The eastern Gray Squirrel (Sciurus carolinensis) is either a boon for those who consider them cute and like to watch their antics or a bane to those who want just birds to sample their backyard suet and seeds. While at my parents’ house over Christmas I watched the many, many, Gray Squirrels congregating around and squabbling over the backyard suet feeders and spilled sunflower seeds. My parents seem divided on the issue, with my father mostly seeing them as a fluffy-tailed hoard out to deprive the birds of food and him the enjoyment of watching birds and my mother finding the squirrels as enjoyable as the birds.
I stay neutral on the issue of squirrels, but I must say that when I stepped out the front door of my parents’ house and watched squirrels coming out of the woods on the other side of the road, across the front yard, and around the house to feast on the bounty my folks provide I started to see them a bit more from my father’s perspective. One or two squirrels around the feeders are nice; 21 squirrels at once (my father’s high count so far this year) are a bit overwhelming.
And it’s not as if they don’t have natural food to eat. The eastern Gray Squirrel
feeds mostly on nuts, flowers and buds of more than 24 species of oaks, 10 species of hickory, pecan, walnut and beech tree species. Maple, mulberry, hackberry, elm, bucky and horse chestnut fruits, seeds, bulbs or flowers are also eaten along with wild cherry, dogwood, hawthorn, black gum, hazelnut, hop hornbeam and gingko tree fruits, seeds, bulbs and/or flowers. The seeds and catkins of gymnosperms such as cedar, hemlock, pine, and spruce are another food source along with a variety of herbaceous plants and fungi. Crops, such as corn and wheat, are eaten, especially in the winter. Insects are eaten in the summer and are probably especially important for juveniles. Cannibalism has been reported, and squirrels may also eat bones, bird eggs and nestlings, and frogs. (source)
Gray Squirrels will go to great lengths for food, as evidenced by this video (that I first saw on The Hawk Owl’s Nest) and the picture below of one carefully getting the last bits of some homemade suet dough.
But despite their voracious appetites there is something fun about watching them figure out a new food source, like the giant trapezoid of goodness that was one element of my dad’s bird-feeding friendly Christmas.
What is this?
Whatever it is it smells good…
Thank you merciful and generous humans.
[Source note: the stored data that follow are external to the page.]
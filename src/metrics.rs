// src/metrics.rs
use std::path::Path;

use anyhow::{Context, Result};
use metrics_exporter_prometheus::{PrometheusBuilder, PrometheusHandle};

/// Prometheus recorder for a one-shot process; the exposition is dumped to a
/// textfile instead of served over HTTP.
pub struct Metrics {
    pub handle: PrometheusHandle,
}

impl Metrics {
    /// Install the global recorder. Call once, before the run.
    pub fn init() -> Result<Self> {
        let handle = PrometheusBuilder::new()
            .install_recorder()
            .context("prometheus: install recorder")?;
        Ok(Self { handle })
    }

    pub fn render(&self) -> String {
        self.handle.render()
    }

    /// Write the current exposition to `path` (temp file + rename, so a
    /// scraping collector never sees half a file).
    pub fn write_textfile(&self, path: &Path) -> Result<()> {
        if let Some(dir) = path.parent().filter(|d| !d.as_os_str().is_empty()) {
            std::fs::create_dir_all(dir)
                .with_context(|| format!("creating metrics dir {}", dir.display()))?;
        }
        let tmp = path.with_extension("prom.tmp");
        std::fs::write(&tmp, self.render())
            .with_context(|| format!("writing {}", tmp.display()))?;
        std::fs::rename(&tmp, path).with_context(|| format!("replacing {}", path.display()))?;
        Ok(())
    }
}
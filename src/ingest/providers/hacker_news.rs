// src/ingest/providers/hacker_news.rs
use anyhow::{Context, Result};
use async_trait::async_trait;
use reqwest::Client;
use serde::Deserialize;

use crate::config::HackerNewsSettings;
use crate::ingest::normalize_title;
use crate::ingest::providers::get_body;
use crate::ingest::types::{SourceAdapter, TrendItem};

const DEFAULT_ENDPOINT: &str = "https://hn.algolia.com/api/v1/search";
const LABEL: &str = "Hacker News";

#[derive(Debug, Deserialize)]
struct SearchResponse {
    #[serde(default)]
    hits: Vec<Hit>,
}

#[derive(Debug, Deserialize)]
struct Hit {
    title: Option<String>,
    url: Option<String>,
    points: Option<i64>,
}

/// Parse an Algolia search body. Stories without an external url
/// (Ask HN and friends) are dropped.
pub fn parse_search(body: &str) -> Result<Vec<TrendItem>> {
    let resp: SearchResponse = serde_json::from_str(body).context("parsing hn search json")?;
    let items = resp
        .hits
        .into_iter()
        .filter_map(|h| {
            let title = normalize_title(h.title.as_deref()?);
            let points = h.points.unwrap_or(0).max(0) as u64;
            TrendItem::new(title, h.url?, points, LABEL)
        })
        .collect();
    Ok(items)
}

pub struct HackerNewsProvider {
    client: Client,
    endpoint: String,
    settings: HackerNewsSettings,
}

impl HackerNewsProvider {
    pub fn new(client: Client, settings: HackerNewsSettings) -> Self {
        Self {
            client,
            endpoint: DEFAULT_ENDPOINT.to_string(),
            settings,
        }
    }

    pub fn with_endpoint(mut self, endpoint: impl Into<String>) -> Self {
        self.endpoint = endpoint.into();
        self
    }
}

#[async_trait]
impl SourceAdapter for HackerNewsProvider {
    async fn fetch_latest(&self) -> Result<Vec<TrendItem>> {
        let hits = self.settings.hits_per_page.to_string();
        let req = self.client.get(&self.endpoint).query(&[
            ("query", self.settings.query.as_str()),
            ("tags", "story"),
            ("hitsPerPage", hits.as_str()),
        ]);
        let body = get_body(req, LABEL).await?;
        parse_search(&body)
    }

    fn name(&self) -> &'static str {
        LABEL
    }
}

#[cfg(test)]
mod tests {
    use super::*;

    #[test]
    fn null_points_become_zero_and_urlless_hits_drop() {
        let body = r#"{"hits":[
            {"title":"Show HN: tiny LLM","url":"https://x.test/llm","points":null},
            {"title":"Ask HN: what now?","url":null,"points":40},
            {"title":"Big model","url":"https://x.test/big","points":120}
        ]}"#;
        let items = parse_search(body).unwrap();
        assert_eq!(items.len(), 2);
        assert_eq!(items[0].popularity(), 0);
        assert_eq!(items[1].popularity(), 120);
        assert!(items.iter().all(|i| i.source_label() == "Hacker News"));
    }

    #[test]
    fn garbage_body_is_an_error() {
        assert!(parse_search("<html>rate limited</html>").is_err());
    }
}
May I have another?
So, I guess I am still on the fence when it comes to Gray Squirrels. What about you?
Fluffy-tailed Tree Rats. That’s what they are plain and simple. People see a regular Rat and the go Ewww, they see a Squirrel and suddenly they are cute?
I have to place heavy rocks on my garbage, because these buggers have chewed through every plastic garbage can I own. I eventually had to buy a metal one, but even then they found ways to get the top off. 50 pounds of weight has seemed to stop them. Not only that they have broken into my house on more than one occasion.
I strongly dislike them.
Foe at my feeder! Great shots and glad they are raiding your feeder and not mine! I have not seen Gray Squirrels at my feeders in a while!
Foe! FOE!! Especially the ones that have developed a taste for my hot pepper suet, my last best hope for preventing their cleaning me out.
Curse them all!
Just another aspect of nature to enjoy. Give in, get them a squirrel friendly area of their own and enjoy. AND if you live in the right area, keep an eye on the feeders at night. A friend regularly had Flying Squirrels visit their Squirrel friendly feeder at night. Spectacular animal.
These things are as over populated as deer! We trap as many as we can and take them to a section of woods about 10 miles from where we live. We did okay for awhile but then I got injured and couldn’t get the trap out so lo and behold they increased in numbers I swear by 3 fold (I think they knew I was still recovering) and it set us back quite a bit. And now they are breaking my sunflower stalks!! My dogwoods are just about hanging in there. This year though, I’m back on track so look out suckers. Pack your bags, your movin out!!!!!!
They’re harmless. Doing considerably less destruction than humans and not deliberately hurting or harming anything. They spend their days mooching around looking for sources of protein (nuts). Can be annoying and pesky but not so bad that they deserve the brutal slaying and treatment constantly inflicted on them. I know of dogs and cats that cause more damage and annoyance. We wouln’t consider catching and bludgeoning one of them to death or poisoning it with warfarin. Live and let live.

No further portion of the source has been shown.